MOBI-C® CERVICAL DISC
SUPERIOR TO FUSION FOR TWO-LEVEL DISC REPLACEMENT
Mobi-C is an artificial disc, designed to maintain neck motion.
Mobi-C History
The Mobi-C Cervical Disc is one of the most widely used cervical discs in the world. First implanted in France in November 2004, Mobi-C has been implanted in more than 75,000 spinal levels in 25 countries.

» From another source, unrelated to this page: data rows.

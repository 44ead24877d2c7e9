//! Session payloads returned by the auth service and the credentials kept locally.

use chrono::{DateTime, Utc};
use serde::{Deserialize, Serialize};

use crate::claims::SessionClaims;

/// An authenticated account.
#[derive(Debug, Clone, PartialEq, Eq, Serialize, Deserialize)]
pub struct AuthUser {
    pub id: String,
    #[serde(default)]
    pub email: Option<String>,
}

/// A signed-in session.
#[derive(Debug, Clone, Serialize, Deserialize)]
pub struct Session {
    pub access_token: String,
    pub refresh_token: String,
    /// Unix timestamp; older service versions only send `expires_in`.
    #[serde(default)]
    pub expires_at: Option<i64>,
    #[serde(default)]
    pub expires_in: Option<i64>,
    pub user: AuthUser,
}

impl Session {
    /// Expiry from `expires_at`, else from the access token's `exp` claim.
    #[must_use]
    pub fn expiry(&self) -> Option<DateTime<Utc>> {
        self.expires_at
            .and_then(|ts| DateTime::from_timestamp(ts, 0))
            .or_else(|| {
                SessionClaims::decode(&self.access_token)
                    .ok()
                    .map(|claims| claims.expires_at)
            })
    }

    #[must_use]
    pub fn credentials(&self) -> Credentials {
        Credentials {
            access_token: self.access_token.clone(),
            refresh_token: Some(self.refresh_token.clone()),
        }
    }
}

/// Result of a sign-up request.
///
/// Projects with auto-confirm return a session immediately; otherwise the
/// account waits for email confirmation.
#[derive(Debug, Clone, Deserialize)]
#[serde(untagged)]
pub enum SignUpOutcome {
    SessionIssued(Session),
    ConfirmationRequired(AuthUser),
}

impl SignUpOutcome {
    #[must_use]
    pub const fn user(&self) -> &AuthUser {
        match self {
            Self::SessionIssued(session) => &session.user,
            Self::ConfirmationRequired(user) => user,
        }
    }
}

/// Tokens persisted between invocations.
#[derive(Debug, Clone, PartialEq, Eq, Serialize, Deserialize)]
pub struct Credentials {
    pub access_token: String,
    #[serde(default)]
    pub refresh_token: Option<String>,
}

impl Credentials {
    /// Parse stored content: a JSON credentials object, or a bare access token.
    #[must_use]
    pub fn parse(content: &str) -> Option<Self> {
        let trimmed = content.trim();
        if trimmed.is_empty() {
            return None;
        }
        if trimmed.starts_with('{') {
            return serde_json::from_str(trimmed).ok();
        }
        Some(Self {
            access_token: trimmed.to_string(),
            refresh_token: None,
        })
    }
}

#[cfg(test)]
mod tests {
    use pretty_assertions::assert_eq;

    use super::*;
    use crate::claims::make_jwt;

    const SESSION_FIXTURE: &str = r#"{
        "access_token": "a.b.c",
        "token_type": "bearer",
        "expires_in": 3600,
        "expires_at": 1893456000,
        "refresh_token": "r-123",
        "user": { "id": "5f1c-user", "email": "ana@example.edu", "role": "authenticated" }
    }"#;

    #[test]
    fn parses_session_fixture() {
        let session: Session = serde_json::from_str(SESSION_FIXTURE).expect("parse");
        assert_eq!(session.refresh_token, "r-123");
        assert_eq!(session.user.email.as_deref(), Some("ana@example.edu"));
        assert_eq!(session.expiry().map(|d| d.timestamp()), Some(1_893_456_000));
    }

    #[test]
    fn expiry_falls_back_to_token_claim() {
        let session = Session {
            access_token: make_jwt(r#"{"sub":"u","exp":1700000000}"#),
            refresh_token: "r".into(),
            expires_at: None,
            expires_in: Some(3600),
            user: AuthUser {
                id: "u".into(),
                email: None,
            },
        };
        assert_eq!(session.expiry().map(|d| d.timestamp()), Some(1_700_000_000));
    }

    #[test]
    fn sign_up_outcome_with_session() {
        let outcome: SignUpOutcome = serde_json::from_str(SESSION_FIXTURE).expect("parse");
        assert!(matches!(outcome, SignUpOutcome::SessionIssued(_)));
        assert_eq!(outcome.user().id, "5f1c-user");
    }

    #[test]
    fn sign_up_outcome_pending_confirmation() {
        let body = r#"{"id":"9a0b-user","email":"bruno@example.edu","confirmation_sent_at":"2024-03-01T12:00:00Z"}"#;
        let outcome: SignUpOutcome = serde_json::from_str(body).expect("parse");
        assert!(matches!(outcome, SignUpOutcome::ConfirmationRequired(_)));
        assert_eq!(outcome.user().email.as_deref(), Some("bruno@example.edu"));
    }

    #[test]
    fn credentials_parse_json_and_bare_token() {
        let json = Credentials::parse(r#"{"access_token":"a.b.c","refresh_token":"r"}"#)
            .expect("json credentials");
        assert_eq!(json.refresh_token.as_deref(), Some("r"));

        let bare = Credentials::parse("  a.b.c\n").expect("bare token");
        assert_eq!(bare.access_token, "a.b.c");
        assert!(bare.refresh_token.is_none());

        assert!(Credentials::parse("   \n ").is_none());
    }
}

A total of 599 patients were involved in the Mobi-C U.S. clinical trial, which represents the largest concurrent clinical trial ever conducted for cervical disc replacement. Mobi-C received FDA approval in August of 2013, making it the first cervical disc with both one and two-level indications.
Mobi-C – How it Works
Mobi-C contains patented mobile bearing technology that allows the polyethylene core to slide and rotate inside the disc for self-adjustment to the cervical spine movements. This means that Mobi-C can react to the normal motion in the cervical spine.
Mobi-C provides bone sparing fixation without chisel cuts into the small vertebral bodies of the cervical spine, making it bone sparing.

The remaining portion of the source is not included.